Ini adalah momentum untuk amandemen Undang-Undang. Ketidakpastian jadwal Pemilu, memungkinkan pembahasan mengenai amandemen perpanjangan masa jabatan presiden dibahas DPR. Ini adalah simbiosis mutualisme bagi pejabat, elit politik dan parpol koalisi untuk merawat kekuasaan mereka.
Ketiga, alasan meningkatkan elektabilitas calon. Dengan penundaan Pemilu, parpol memiliki kesempatan lebih panjang untuk menaikkan popularitas calon yang diusungnya. Mengingat kandidat presiden 2024 masih berputar di kisaran tiga nama (Anies, Ganjar dan Prabowo).
Kondisi ini, kurang menguntungkan bagi calon presiden yang memiliki elektabilitas rendah meski memiliki sokongan modal yang besar. Olehnya, menjadwal ulang Pemilu merupakan langkah taktis-politis untuk mempromosikan kandidat yang masih terasa asing di benak rakyat Indonesia.
Keempat, menunda atau pun mempercepat Pemilu tetap saja membuat wibawa negara mengalami kemerosotan tajam. Terbukti bahwa meski Indonesia disebut sebagai negara berdaulat, namun realitanya masih sering diintervensi pihak asing.
Ketegasan penyelenggara Pemilu juga disinyalir bisa memperkuat wibawa negara. Bukankah persoalan Pemilu merupakan urusan internal negara. Bagaimana mungkin sebuah negara dengan populasi besar dapat disegani di kancah internasional jika masalah teknis dalam negeri saja sulit diselesaikan. Tapi, persoalannya apakah murni masalah teknis Pemilu atau sesuatu yang sistemik?
Kondisi ini, makin memperburuk citra demokrasi yang hanya dijadikan palagan untuk rebutan kekuasaan. Nampak jika persoalan teknis Pemilu saja menjadi perdebatan dan tarik-menarik kepentingan di antara elit politik.

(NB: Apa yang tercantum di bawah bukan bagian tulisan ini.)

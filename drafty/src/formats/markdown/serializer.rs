//! Markdown serialization
//!
//! A [`Formatter`] strategy producing strings. Children are rendered first and
//! concatenated, then wrapped in the markers of the node's kind.

use crate::formatter::{format, Formatter, NodeContext};
use crate::model::{Document, SpanKind};

/// Renders a document as Markdown-like markup.
#[derive(Debug, Clone, Copy, Default)]
pub struct MarkdownFormatter {
    /// Write links as their text only.
    pub plain_links: bool,
}

impl MarkdownFormatter {
    pub fn new(plain_links: bool) -> Self {
        MarkdownFormatter { plain_links }
    }

    fn link(&self, ctx: &NodeContext<'_>, content: String) -> String {
        if self.plain_links {
            return content;
        }
        let Some(url) = ctx.str("url") else {
            return content;
        };
        // Auto-detected from a bare domain: the stored url only adds the scheme.
        if url.strip_prefix("http://") == Some(content.as_str()) {
            format!("_[{content}]({url})_")
        } else {
            format!("[{content}]({url})")
        }
    }
}

fn prefixed(prefix: char, content: String) -> String {
    if content.starts_with(prefix) {
        content
    } else {
        format!("{prefix}{content}")
    }
}

impl Formatter for MarkdownFormatter {
    type Output = String;

    fn text(&mut self, text: &str) -> String {
        text.to_string()
    }

    fn handle(&mut self, ctx: &NodeContext<'_>, children: Vec<String>) -> String {
        let content = children.concat();
        match ctx.kind {
            SpanKind::Strong => format!("*{content}*"),
            SpanKind::Emphasized => format!("_{content}_"),
            SpanKind::Deleted => format!("~{content}~"),
            SpanKind::Code => format!("`{content}`"),
            SpanKind::Link => self.link(ctx, content),
            SpanKind::Mention => prefixed('@', content),
            SpanKind::Hashtag => prefixed('#', content),
            _ => content,
        }
    }

    fn group(&mut self, children: Vec<String>) -> String {
        children.concat()
    }

    fn void(&mut self, ctx: &NodeContext<'_>) -> String {
        match ctx.kind {
            SpanKind::LineBreak => "\n".to_string(),
            _ => String::new(),
        }
    }
}

/// Render `doc` as Markdown-like markup. With `plain_links`, links are written
/// as their text.
pub fn to_markdown(doc: &Document, plain_links: bool) -> String {
    format(doc, &mut MarkdownFormatter::new(plain_links))
}
//! Tree formatting.
//!
//!     A [`Formatter`] turns a document into any output type. [`format`] builds the span tree
//!     and walks it depth first, children before parents: text leaves go to
//!     [`Formatter::text`], styled nodes to [`Formatter::handle`] with the already formatted
//!     children. Void kinds (line breaks, attachments, hidden content) never have children and
//!     go to [`Formatter::void`]; kinds this crate does not know go to [`Formatter::unknown`].
//!
//!     Each call gets a [`NodeContext`] with the node's kind, entity data and the kinds of its
//!     styled ancestors, outermost first, so a strategy can render a link inside a quote
//!     differently from a top-level one.

use crate::common::{to_tree, Node};
use crate::model::{Document, SpanKind};
use crate::value::{EntityData, Value};

/// What a formatter knows about the node it is rendering.
#[derive(Debug, Clone, Copy)]
pub struct NodeContext<'a> {
    pub kind: &'a SpanKind,
    pub data: &'a EntityData,
    /// Index of the entity in the formatted document, for anchor spans.
    pub entity_ref: Option<usize>,
    /// Kinds of the styled ancestors, outermost first.
    pub ancestors: &'a [SpanKind],
    /// Document-scoped attachment rather than an inline span.
    pub attachment: bool,
}

impl NodeContext<'_> {
    /// String field of the entity data.
    pub fn str(&self, key: &str) -> Option<&str> {
        self.data.get(key).and_then(Value::as_str)
    }
}

/// A rendering strategy.
pub trait Formatter {
    type Output;

    /// Render a run of unstyled text.
    fn text(&mut self, text: &str) -> Self::Output;

    /// Render a styled node from its formatted children.
    fn handle(&mut self, ctx: &NodeContext<'_>, children: Vec<Self::Output>) -> Self::Output;

    /// Combine the children of an unstyled container, such as the root.
    fn group(&mut self, children: Vec<Self::Output>) -> Self::Output;

    /// Render a void node.
    fn void(&mut self, ctx: &NodeContext<'_>) -> Self::Output {
        self.handle(ctx, Vec::new())
    }

    /// Render a node of a kind this crate does not know.
    fn unknown(&mut self, ctx: &NodeContext<'_>, children: Vec<Self::Output>) -> Self::Output {
        self.handle(ctx, children)
    }
}

/// Render `doc` with `formatter`.
pub fn format<F: Formatter + ?Sized>(doc: &Document, formatter: &mut F) -> F::Output {
    let tree = to_tree(doc);
    let mut ancestors = Vec::new();
    format_node(&tree, formatter, &mut ancestors)
}

fn format_node<F: Formatter + ?Sized>(
    node: &Node,
    formatter: &mut F,
    ancestors: &mut Vec<SpanKind>,
) -> F::Output {
    let Some(kind) = &node.kind else {
        return match &node.text {
            Some(text) => formatter.text(text),
            None => {
                let children = node
                    .children
                    .iter()
                    .map(|child| format_node(child, formatter, ancestors))
                    .collect();
                formatter.group(children)
            }
        };
    };

    if kind.is_void() {
        let ctx = context(node, kind, ancestors);
        return formatter.void(&ctx);
    }

    ancestors.push(kind.clone());
    let children = match &node.text {
        Some(text) => vec![formatter.text(text)],
        None => node
            .children
            .iter()
            .map(|child| format_node(child, formatter, ancestors))
            .collect(),
    };
    ancestors.pop();

    let ctx = context(node, kind, ancestors);
    match kind {
        SpanKind::Unknown(_) => formatter.unknown(&ctx, children),
        _ => formatter.handle(&ctx, children),
    }
}

fn context<'a>(node: &'a Node, kind: &'a SpanKind, ancestors: &'a [SpanKind]) -> NodeContext<'a> {
    NodeContext {
        kind,
        data: &node.data,
        entity_ref: node.entity_ref,
        ancestors,
        attachment: node.attachment,
    }
}

/// Renders the text only. Line breaks become newlines; attachments and
/// hidden content render nothing.
#[derive(Debug, Clone, Copy, Default)]
pub struct PlainTextFormatter;

impl Formatter for PlainTextFormatter {
    type Output = String;

    fn text(&mut self, text: &str) -> String {
        text.to_string()
    }

    fn handle(&mut self, _ctx: &NodeContext<'_>, children: Vec<String>) -> String {
        children.concat()
    }

    fn group(&mut self, children: Vec<String>) -> String {
        children.concat()
    }

    fn void(&mut self, ctx: &NodeContext<'_>) -> String {
        match ctx.kind {
            SpanKind::LineBreak => "\n".to_string(),
            _ => String::new(),
        }
    }
}

/// Render `doc` as plain text.
pub fn to_plain_text(doc: &Document) -> String {
    format(doc, &mut PlainTextFormatter)
}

Ini fakta yang tidak terbantahkan bahwa setiap momentum dalam kehidupan berdemokrasi akan dimanfaatkan oleh kelompok penguasa dan elit politik agar bisa menancapkan pengaruhnya secara mendalam untuk memuaskan nafsu berkuasanya.
Sungguh sebuah ironi, demokrasi yang secara jargon dari rakyat, oleh rakyat dan untuk rakyat hanya digunakan untuk membangun kekuatan politik yang menguntungkan segelintir orang dan pada akhirnya rakyat jadi korban.
Jika demikian situasinya, Pemilu dimajukan atau dimundurkan bukankah sesuatu yang membawa manfaat bagi rakyat.
Oleh sebab itu, tidak ada alasan untuk percaya demokrasi dan sekarang merupakan timing yang tepat untuk mencampakkan sistem yang cacat ini dengan mengganti sistem alternatif dan terbaik, yakni sistem Islam yang telah teruji secara historis karena fokus mengurusi rakyat, bukan untuk melanggengkan kekuasaan, melayani cukong apalagi elit politik, Wallahu’alam bishawab.